## Try it
All that should come back is the lines of the data below from the one containing "by the commands" to the one containing "Some(path) => DrawStateConfig::load(path)", inclusive, exactly as they stand.
-- Data records follows --
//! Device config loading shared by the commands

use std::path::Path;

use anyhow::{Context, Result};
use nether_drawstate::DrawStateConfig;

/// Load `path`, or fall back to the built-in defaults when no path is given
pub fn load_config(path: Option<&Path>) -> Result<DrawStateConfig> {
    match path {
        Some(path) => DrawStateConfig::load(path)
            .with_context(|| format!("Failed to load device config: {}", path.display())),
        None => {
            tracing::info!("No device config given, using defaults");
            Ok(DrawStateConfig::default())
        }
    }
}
-- Data records concluded --
-- Data records follows --
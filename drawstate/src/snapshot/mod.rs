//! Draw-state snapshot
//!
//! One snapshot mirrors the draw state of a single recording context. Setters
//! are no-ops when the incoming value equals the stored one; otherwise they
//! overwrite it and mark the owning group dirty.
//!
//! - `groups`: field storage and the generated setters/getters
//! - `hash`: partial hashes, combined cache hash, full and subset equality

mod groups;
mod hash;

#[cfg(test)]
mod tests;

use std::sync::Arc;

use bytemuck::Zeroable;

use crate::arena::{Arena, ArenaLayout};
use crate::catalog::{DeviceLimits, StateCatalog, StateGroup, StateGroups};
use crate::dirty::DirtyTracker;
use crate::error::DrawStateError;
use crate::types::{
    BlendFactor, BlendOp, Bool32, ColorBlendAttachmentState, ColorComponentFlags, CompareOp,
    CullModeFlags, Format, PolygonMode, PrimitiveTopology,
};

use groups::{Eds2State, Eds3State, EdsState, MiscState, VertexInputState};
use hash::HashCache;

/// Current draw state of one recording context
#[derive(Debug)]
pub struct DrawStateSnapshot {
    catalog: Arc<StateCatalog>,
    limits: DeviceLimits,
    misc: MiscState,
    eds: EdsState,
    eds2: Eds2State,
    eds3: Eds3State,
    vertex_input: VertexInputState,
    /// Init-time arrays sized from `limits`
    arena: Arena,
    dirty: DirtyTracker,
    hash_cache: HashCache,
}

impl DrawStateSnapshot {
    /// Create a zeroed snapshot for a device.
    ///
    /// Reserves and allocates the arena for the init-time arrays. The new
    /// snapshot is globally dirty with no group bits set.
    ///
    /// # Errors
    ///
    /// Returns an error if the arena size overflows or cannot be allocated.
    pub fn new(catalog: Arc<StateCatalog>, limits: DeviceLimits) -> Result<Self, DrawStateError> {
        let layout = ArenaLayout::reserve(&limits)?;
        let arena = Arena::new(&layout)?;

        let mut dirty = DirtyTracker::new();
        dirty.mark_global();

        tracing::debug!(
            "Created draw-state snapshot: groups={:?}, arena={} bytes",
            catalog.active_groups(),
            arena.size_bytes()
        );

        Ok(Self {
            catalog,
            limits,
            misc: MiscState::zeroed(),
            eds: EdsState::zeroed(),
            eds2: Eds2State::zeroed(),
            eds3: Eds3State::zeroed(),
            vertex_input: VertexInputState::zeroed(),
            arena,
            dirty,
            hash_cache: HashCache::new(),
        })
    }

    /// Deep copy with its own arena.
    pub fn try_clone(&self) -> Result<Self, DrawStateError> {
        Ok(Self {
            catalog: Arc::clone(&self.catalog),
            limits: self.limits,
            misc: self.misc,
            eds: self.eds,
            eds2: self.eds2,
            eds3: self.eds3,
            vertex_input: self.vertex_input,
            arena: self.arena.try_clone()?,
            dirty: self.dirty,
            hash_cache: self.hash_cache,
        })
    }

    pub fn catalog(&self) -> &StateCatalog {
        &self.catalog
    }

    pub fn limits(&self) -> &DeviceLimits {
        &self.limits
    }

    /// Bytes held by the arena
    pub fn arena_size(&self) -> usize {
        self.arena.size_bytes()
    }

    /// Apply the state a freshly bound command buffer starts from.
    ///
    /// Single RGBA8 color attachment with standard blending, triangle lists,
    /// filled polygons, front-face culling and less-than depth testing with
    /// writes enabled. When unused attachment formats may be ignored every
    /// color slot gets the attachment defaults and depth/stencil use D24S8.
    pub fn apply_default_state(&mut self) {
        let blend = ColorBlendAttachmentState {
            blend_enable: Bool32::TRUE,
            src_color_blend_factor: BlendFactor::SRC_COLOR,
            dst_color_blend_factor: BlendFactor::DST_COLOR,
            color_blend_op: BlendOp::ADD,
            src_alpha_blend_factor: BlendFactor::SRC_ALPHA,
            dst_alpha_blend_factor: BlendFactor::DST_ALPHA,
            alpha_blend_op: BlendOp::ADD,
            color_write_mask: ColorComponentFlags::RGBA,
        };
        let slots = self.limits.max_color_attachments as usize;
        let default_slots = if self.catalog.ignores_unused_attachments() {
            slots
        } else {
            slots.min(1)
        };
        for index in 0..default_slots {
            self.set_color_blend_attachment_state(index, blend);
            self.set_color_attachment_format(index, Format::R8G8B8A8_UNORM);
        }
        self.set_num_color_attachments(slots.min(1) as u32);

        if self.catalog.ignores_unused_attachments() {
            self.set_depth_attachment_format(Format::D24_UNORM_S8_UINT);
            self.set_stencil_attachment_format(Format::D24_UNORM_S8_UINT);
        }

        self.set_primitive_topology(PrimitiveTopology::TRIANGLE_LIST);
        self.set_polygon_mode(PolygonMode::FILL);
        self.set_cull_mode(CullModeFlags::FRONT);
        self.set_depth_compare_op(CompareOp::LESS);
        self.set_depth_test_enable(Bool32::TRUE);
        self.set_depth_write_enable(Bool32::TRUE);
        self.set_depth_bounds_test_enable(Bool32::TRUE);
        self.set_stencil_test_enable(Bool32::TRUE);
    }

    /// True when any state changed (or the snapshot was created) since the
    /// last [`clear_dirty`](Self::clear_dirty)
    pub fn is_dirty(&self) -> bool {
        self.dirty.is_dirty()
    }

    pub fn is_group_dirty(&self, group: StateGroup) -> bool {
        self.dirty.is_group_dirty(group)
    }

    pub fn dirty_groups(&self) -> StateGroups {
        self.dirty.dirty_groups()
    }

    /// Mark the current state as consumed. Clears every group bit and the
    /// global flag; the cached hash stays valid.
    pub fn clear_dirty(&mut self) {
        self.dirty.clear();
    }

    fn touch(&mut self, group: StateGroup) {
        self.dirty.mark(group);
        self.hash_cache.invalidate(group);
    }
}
-- Data records concluded --
-- Data records follows --
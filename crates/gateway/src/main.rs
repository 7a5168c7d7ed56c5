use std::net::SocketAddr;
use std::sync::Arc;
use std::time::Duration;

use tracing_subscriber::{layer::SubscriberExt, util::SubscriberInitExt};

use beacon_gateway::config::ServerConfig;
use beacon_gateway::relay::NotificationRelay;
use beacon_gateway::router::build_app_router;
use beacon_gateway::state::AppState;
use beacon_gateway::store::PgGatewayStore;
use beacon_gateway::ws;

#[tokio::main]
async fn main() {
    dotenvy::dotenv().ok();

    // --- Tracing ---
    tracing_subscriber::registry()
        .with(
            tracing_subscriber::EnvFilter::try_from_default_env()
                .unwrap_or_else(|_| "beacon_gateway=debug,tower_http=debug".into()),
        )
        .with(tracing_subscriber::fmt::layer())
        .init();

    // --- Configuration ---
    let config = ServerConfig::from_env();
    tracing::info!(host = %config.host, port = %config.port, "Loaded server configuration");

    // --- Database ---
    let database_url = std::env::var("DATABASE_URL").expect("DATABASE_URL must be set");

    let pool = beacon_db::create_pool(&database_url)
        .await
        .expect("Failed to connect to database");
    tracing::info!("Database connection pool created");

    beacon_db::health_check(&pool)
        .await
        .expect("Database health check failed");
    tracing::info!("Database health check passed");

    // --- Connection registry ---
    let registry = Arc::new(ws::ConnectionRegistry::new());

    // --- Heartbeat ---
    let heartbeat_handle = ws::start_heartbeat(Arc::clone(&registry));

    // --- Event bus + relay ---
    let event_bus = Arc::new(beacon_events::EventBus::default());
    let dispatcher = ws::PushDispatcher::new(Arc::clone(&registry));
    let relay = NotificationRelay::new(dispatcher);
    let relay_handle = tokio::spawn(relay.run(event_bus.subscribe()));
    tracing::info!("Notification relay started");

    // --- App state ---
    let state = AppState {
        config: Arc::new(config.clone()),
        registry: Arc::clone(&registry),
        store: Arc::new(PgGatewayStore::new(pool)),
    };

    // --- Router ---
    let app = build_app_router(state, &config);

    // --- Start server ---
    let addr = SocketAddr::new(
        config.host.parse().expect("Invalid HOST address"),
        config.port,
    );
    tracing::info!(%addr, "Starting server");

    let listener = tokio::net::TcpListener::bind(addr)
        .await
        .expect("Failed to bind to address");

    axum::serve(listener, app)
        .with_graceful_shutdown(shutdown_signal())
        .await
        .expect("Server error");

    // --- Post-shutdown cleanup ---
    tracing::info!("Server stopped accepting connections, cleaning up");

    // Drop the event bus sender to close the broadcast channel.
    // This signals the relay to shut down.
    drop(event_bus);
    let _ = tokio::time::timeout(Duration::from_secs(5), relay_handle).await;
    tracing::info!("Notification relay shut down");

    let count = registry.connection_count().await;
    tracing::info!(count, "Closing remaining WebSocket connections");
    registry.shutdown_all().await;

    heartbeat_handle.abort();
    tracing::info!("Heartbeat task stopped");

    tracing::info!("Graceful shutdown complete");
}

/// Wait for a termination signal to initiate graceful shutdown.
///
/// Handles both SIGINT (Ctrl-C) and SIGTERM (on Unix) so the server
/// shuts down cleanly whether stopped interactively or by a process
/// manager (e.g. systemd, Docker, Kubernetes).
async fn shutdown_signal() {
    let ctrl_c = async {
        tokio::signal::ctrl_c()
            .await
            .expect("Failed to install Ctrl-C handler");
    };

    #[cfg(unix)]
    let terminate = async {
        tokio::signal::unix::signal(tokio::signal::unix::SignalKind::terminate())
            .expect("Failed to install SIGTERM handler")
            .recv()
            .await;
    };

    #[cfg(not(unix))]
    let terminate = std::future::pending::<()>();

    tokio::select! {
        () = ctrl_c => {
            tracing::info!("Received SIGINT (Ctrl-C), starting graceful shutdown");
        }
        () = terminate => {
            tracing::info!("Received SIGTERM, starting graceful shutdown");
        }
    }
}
-- Data records concluded --
## Response area
//! Device config loading shared by the commands

use std::path::Path;

use anyhow::{Context, Result};
use nether_drawstate::DrawStateConfig;

/// Load `path`, or fall back to the built-in defaults when no path is given
pub fn load_config(path: Option<&Path>) -> Result<DrawStateConfig> {
    match path {
        Some(path) => DrawStateConfig::load(path)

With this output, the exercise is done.